WORK TASK:
In the records that follow, find each line with the word "service" and copy it.

RECORD EXTRACTS:
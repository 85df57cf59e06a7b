//! Itinerary types.
//!
//! An `Itinerary` is the routing service's best answer for one requested
//! departure instant, reduced to the handful of facts the advisor reasons
//! about: how long the trip takes, how long you stand around before the
//! first vehicle, and which kinds of vehicles are involved.

use std::fmt;

/// Kind of movement in one leg.
#[derive(Debug, Clone, Copy, PartialEq, Eq, Hash)]
pub enum TransitMode {
    /// Metro or other rail
    Subway,
    /// Regular bus
    Bus,
    /// Late-night bus (N-prefixed lines)
    NightBus,
    /// Walking between stops or to/from the endpoints
    Walk,
    /// Anything else (ferry, tram, cable car, ...)
    Other,
}

impl TransitMode {
    /// Short label for display.
    pub fn label(&self) -> &'static str {
        match self {
            TransitMode::Subway => "subway",
            TransitMode::Bus => "bus",
            TransitMode::NightBus => "night bus",
            TransitMode::Walk => "walk",
            TransitMode::Other => "transit",
        }
    }

    /// Pictogram for display.
    pub fn icon(&self) -> &'static str {
        match self {
            TransitMode::Subway => "🚇",
            TransitMode::Bus | TransitMode::NightBus => "🚌",
            TransitMode::Walk => "🚶",
            TransitMode::Other => "🚃",
        }
    }
}

impl fmt::Display for TransitMode {
    fn fmt(&self, f: &mut fmt::Formatter<'_>) -> fmt::Result {
        f.write_str(self.label())
    }
}

/// One leg of an itinerary.
#[derive(Debug, Clone, PartialEq, Eq)]
pub struct Leg {
    pub mode: TransitMode,
    /// Line name as shown to riders ("2", "N61", ...); empty for walks
    pub line_name: String,
    pub from_stop: String,
    pub to_stop: String,
}

impl Leg {
    /// Create a new leg.
    pub fn new(
        mode: TransitMode,
        line_name: impl Into<String>,
        from_stop: impl Into<String>,
        to_stop: impl Into<String>,
    ) -> Self {
        Self {
            mode,
            line_name: line_name.into(),
            from_stop: from_stop.into(),
            to_stop: to_stop.into(),
        }
    }
}

/// A routing-service itinerary for one requested departure.
///
/// # Invariants
///
/// - `wait_before_departure_mins() >= 0`
/// - `includes_subway()` is true exactly when some leg is `Subway`
///
/// # Examples
///
/// ```
/// use guardian_server::domain::{Itinerary, Leg, TransitMode};
///
/// let itinerary = Itinerary::new(
///     75,
///     -3,
///     vec![
///         Leg::new(TransitMode::Subway, "1", "Incheon Nat'l Univ.", "Bupyeong"),
///         Leg::new(TransitMode::Subway, "2", "Sindorim", "Gangnam"),
///     ],
/// );
///
/// assert!(itinerary.includes_subway());
/// assert_eq!(itinerary.wait_before_departure_mins(), 0); // clamped
/// ```
#[derive(Debug, Clone, PartialEq, Eq)]
pub struct Itinerary {
    total_duration_mins: i64,
    wait_before_departure_mins: i64,
    legs: Vec<Leg>,
    includes_subway: bool,
    distance_meters: Option<u64>,
}

impl Itinerary {
    /// Construct an itinerary, deriving the subway flag from its legs.
    ///
    /// Negative waits are clamped to zero.
    pub fn new(total_duration_mins: i64, wait_before_departure_mins: i64, legs: Vec<Leg>) -> Self {
        let includes_subway = legs.iter().any(|leg| leg.mode == TransitMode::Subway);
        Self {
            total_duration_mins,
            wait_before_departure_mins: wait_before_departure_mins.max(0),
            legs,
            includes_subway,
            distance_meters: None,
        }
    }

    /// Attach the route distance reported by the routing service.
    pub fn with_distance(mut self, meters: u64) -> Self {
        self.distance_meters = Some(meters);
        self
    }

    /// Minutes from the requested departure until arrival.
    pub fn total_duration_mins(&self) -> i64 {
        self.total_duration_mins
    }

    /// Minutes from the requested departure until the first vehicle leaves.
    pub fn wait_before_departure_mins(&self) -> i64 {
        self.wait_before_departure_mins
    }

    /// All legs in travel order.
    pub fn legs(&self) -> &[Leg] {
        &self.legs
    }

    /// Whether any leg is a subway leg.
    pub fn includes_subway(&self) -> bool {
        self.includes_subway
    }

    /// Whether any leg is a night bus.
    pub fn has_night_bus(&self) -> bool {
        self.legs.iter().any(|leg| leg.mode == TransitMode::NightBus)
    }

    /// Route distance in meters, if the routing service reported it.
    pub fn distance_meters(&self) -> Option<u64> {
        self.distance_meters
    }
}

RESULT:
//! An `Itinerary` is the routing service's best answer for one requested
/// A routing-service itinerary for one requested departure.
    /// Attach the route distance reported by the routing service.
    /// Route distance in meters, if the routing service reported it.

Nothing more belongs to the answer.